» **Task brief**:
There is material below. Print exactly the lines starting at the line with "Settings storage backends." and ending at the line with "fn read(&self) -> Result<Settings, StoreError>;", ends included, and no others.

-- -- --

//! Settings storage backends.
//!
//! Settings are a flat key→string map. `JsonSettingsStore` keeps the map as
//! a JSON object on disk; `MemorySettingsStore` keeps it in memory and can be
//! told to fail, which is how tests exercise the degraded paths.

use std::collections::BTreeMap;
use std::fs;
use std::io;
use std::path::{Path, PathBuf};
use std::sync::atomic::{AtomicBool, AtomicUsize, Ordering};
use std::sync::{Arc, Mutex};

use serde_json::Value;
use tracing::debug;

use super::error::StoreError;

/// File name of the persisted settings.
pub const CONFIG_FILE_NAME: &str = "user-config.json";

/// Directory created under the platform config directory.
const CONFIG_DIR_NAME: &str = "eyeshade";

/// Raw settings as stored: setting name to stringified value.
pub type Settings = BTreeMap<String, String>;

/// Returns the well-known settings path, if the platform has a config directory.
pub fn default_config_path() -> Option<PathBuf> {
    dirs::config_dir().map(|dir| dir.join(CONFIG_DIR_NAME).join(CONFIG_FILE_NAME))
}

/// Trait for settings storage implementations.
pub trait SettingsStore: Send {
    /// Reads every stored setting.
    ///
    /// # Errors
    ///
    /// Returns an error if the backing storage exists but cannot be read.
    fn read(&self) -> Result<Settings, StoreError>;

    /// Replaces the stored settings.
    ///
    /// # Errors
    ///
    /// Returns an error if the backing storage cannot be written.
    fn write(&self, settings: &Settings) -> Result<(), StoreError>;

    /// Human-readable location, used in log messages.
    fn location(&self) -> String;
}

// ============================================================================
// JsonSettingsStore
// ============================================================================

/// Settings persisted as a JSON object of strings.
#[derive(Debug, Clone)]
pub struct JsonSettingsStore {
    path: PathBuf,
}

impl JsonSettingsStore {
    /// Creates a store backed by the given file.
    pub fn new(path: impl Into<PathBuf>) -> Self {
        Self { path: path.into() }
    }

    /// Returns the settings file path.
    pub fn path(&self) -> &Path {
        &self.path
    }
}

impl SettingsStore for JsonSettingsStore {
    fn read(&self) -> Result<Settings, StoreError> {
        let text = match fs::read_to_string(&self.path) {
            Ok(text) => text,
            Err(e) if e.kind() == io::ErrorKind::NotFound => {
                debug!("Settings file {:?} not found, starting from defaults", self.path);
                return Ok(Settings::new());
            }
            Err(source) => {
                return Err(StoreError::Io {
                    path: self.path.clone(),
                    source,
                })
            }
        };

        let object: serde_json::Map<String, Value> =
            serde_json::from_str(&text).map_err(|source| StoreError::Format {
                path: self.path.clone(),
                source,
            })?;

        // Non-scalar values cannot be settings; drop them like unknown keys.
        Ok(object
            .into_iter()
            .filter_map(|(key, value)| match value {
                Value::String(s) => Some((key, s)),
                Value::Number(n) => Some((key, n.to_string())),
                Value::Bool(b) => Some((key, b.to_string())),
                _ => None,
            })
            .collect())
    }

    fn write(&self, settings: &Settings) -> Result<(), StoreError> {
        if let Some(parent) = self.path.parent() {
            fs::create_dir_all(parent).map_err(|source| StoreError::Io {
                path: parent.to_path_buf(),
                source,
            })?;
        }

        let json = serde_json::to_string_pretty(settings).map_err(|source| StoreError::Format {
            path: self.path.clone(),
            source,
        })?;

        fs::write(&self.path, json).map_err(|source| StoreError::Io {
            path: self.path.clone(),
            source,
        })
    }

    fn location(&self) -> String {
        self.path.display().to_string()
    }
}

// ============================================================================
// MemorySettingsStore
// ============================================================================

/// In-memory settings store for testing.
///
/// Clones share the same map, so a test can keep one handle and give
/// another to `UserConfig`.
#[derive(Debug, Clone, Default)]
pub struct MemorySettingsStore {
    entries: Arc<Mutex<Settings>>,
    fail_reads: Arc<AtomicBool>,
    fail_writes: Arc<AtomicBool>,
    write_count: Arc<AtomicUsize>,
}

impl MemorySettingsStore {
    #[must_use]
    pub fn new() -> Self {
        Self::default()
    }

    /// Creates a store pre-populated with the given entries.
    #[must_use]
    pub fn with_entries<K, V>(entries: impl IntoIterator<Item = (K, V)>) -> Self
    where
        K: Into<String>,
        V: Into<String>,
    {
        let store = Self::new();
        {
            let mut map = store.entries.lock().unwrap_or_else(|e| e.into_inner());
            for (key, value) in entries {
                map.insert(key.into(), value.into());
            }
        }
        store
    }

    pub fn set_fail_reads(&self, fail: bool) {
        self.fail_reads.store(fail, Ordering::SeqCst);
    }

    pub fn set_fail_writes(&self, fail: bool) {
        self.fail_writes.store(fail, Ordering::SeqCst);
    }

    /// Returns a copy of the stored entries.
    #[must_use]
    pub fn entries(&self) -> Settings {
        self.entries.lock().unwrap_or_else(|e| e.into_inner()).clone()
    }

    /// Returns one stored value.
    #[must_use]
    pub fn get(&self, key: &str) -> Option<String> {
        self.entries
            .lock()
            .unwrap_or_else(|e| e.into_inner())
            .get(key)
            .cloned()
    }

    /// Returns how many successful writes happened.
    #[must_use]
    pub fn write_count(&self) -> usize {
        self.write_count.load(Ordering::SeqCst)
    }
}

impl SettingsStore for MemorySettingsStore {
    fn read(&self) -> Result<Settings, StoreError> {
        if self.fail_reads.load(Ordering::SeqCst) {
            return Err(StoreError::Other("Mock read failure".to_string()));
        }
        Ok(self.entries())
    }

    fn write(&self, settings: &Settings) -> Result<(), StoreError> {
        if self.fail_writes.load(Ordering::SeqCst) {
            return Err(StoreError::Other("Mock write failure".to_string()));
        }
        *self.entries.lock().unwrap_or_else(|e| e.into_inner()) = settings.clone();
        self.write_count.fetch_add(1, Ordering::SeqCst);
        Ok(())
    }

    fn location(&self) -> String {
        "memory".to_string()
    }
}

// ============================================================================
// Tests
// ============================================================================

-- -- --

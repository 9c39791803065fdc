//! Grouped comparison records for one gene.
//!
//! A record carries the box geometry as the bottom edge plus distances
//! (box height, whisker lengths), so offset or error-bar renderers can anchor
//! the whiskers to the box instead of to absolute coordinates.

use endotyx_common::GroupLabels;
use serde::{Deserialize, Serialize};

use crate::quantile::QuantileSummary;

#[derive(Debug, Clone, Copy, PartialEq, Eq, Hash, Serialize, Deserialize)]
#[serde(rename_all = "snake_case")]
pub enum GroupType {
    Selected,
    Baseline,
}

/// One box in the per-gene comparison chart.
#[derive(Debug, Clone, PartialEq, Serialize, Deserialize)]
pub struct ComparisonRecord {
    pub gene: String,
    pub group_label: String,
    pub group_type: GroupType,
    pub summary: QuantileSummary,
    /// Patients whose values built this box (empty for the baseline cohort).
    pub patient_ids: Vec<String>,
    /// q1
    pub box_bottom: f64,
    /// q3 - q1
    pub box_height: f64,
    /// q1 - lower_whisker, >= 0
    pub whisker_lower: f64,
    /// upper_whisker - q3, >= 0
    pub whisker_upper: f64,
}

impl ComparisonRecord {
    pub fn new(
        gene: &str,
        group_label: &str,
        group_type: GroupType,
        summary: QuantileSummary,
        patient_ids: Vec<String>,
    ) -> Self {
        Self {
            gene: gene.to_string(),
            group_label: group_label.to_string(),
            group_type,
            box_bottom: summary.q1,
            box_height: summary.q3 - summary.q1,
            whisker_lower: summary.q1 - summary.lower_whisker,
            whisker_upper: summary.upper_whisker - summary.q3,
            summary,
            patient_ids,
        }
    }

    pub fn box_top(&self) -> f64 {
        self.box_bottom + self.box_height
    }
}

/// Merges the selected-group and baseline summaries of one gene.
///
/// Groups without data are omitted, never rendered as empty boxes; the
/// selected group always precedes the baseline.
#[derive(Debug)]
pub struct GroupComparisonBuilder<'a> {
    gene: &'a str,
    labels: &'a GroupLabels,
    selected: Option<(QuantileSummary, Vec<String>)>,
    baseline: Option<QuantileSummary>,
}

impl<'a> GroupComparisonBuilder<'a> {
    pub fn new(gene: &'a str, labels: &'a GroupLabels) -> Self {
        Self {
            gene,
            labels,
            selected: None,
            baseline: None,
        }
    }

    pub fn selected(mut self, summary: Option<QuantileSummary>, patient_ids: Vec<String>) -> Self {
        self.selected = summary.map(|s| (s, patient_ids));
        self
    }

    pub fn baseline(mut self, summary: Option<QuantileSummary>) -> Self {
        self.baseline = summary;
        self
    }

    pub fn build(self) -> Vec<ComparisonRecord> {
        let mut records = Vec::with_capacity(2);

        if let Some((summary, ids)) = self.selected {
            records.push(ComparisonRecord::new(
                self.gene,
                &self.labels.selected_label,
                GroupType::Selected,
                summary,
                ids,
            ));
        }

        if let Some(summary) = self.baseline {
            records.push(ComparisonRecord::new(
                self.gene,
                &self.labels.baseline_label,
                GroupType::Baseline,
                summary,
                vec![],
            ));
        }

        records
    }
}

-- -- --

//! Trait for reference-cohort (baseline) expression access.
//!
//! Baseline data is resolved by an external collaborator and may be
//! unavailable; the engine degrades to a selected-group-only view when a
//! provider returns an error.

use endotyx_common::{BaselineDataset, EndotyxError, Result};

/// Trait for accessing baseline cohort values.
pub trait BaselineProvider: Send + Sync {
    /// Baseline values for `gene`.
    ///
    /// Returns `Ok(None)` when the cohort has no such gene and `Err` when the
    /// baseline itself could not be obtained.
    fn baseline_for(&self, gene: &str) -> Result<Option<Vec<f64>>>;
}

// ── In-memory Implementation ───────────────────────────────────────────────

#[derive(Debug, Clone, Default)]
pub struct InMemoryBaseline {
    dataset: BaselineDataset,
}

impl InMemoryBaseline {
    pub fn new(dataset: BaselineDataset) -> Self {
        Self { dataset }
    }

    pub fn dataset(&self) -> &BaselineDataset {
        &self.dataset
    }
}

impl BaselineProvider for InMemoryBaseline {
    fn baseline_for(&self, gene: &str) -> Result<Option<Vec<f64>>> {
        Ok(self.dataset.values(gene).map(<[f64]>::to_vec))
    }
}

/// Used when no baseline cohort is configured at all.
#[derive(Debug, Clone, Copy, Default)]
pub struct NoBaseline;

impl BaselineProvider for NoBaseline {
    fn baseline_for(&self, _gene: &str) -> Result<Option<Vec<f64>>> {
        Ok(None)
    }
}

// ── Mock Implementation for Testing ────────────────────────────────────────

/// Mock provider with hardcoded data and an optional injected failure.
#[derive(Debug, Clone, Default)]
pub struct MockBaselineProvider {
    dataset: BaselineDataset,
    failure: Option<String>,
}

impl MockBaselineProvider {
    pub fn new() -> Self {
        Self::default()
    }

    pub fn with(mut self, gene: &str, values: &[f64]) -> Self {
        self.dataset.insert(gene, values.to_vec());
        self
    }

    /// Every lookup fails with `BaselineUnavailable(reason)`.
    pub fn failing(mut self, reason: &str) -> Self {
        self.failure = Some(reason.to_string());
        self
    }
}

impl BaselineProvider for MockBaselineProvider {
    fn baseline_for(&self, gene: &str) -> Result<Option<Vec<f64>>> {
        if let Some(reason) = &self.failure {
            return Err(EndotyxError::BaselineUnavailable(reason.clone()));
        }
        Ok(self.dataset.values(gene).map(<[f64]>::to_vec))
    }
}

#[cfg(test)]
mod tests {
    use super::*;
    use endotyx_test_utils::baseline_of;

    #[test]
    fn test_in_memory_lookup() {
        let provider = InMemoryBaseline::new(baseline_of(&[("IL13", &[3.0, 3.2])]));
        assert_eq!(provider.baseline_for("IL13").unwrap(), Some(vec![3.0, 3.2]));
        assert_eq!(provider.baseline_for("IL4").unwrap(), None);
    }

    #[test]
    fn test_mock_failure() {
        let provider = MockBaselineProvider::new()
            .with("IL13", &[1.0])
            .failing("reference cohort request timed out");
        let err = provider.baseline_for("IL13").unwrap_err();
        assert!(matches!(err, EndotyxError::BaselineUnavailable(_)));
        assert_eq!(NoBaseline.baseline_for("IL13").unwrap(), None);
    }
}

-- -- --

» **Answer area**:
//! Settings storage backends.
//!
//! Settings are a flat key→string map. `JsonSettingsStore` keeps the map as
//! a JSON object on disk; `MemorySettingsStore` keeps it in memory and can be
//! told to fail, which is how tests exercise the degraded paths.

use std::collections::BTreeMap;
use std::fs;
use std::io;
use std::path::{Path, PathBuf};
use std::sync::atomic::{AtomicBool, AtomicUsize, Ordering};
use std::sync::{Arc, Mutex};

use serde_json::Value;
use tracing::debug;

use super::error::StoreError;

/// File name of the persisted settings.
pub const CONFIG_FILE_NAME: &str = "user-config.json";

/// Directory created under the platform config directory.
const CONFIG_DIR_NAME: &str = "eyeshade";

/// Raw settings as stored: setting name to stringified value.
pub type Settings = BTreeMap<String, String>;

/// Returns the well-known settings path, if the platform has a config directory.
pub fn default_config_path() -> Option<PathBuf> {
    dirs::config_dir().map(|dir| dir.join(CONFIG_DIR_NAME).join(CONFIG_FILE_NAME))
}

/// Trait for settings storage implementations.
pub trait SettingsStore: Send {
    /// Reads every stored setting.
    ///
    /// # Errors
    ///
    /// Returns an error if the backing storage exists but cannot be read.
    fn read(&self) -> Result<Settings, StoreError>;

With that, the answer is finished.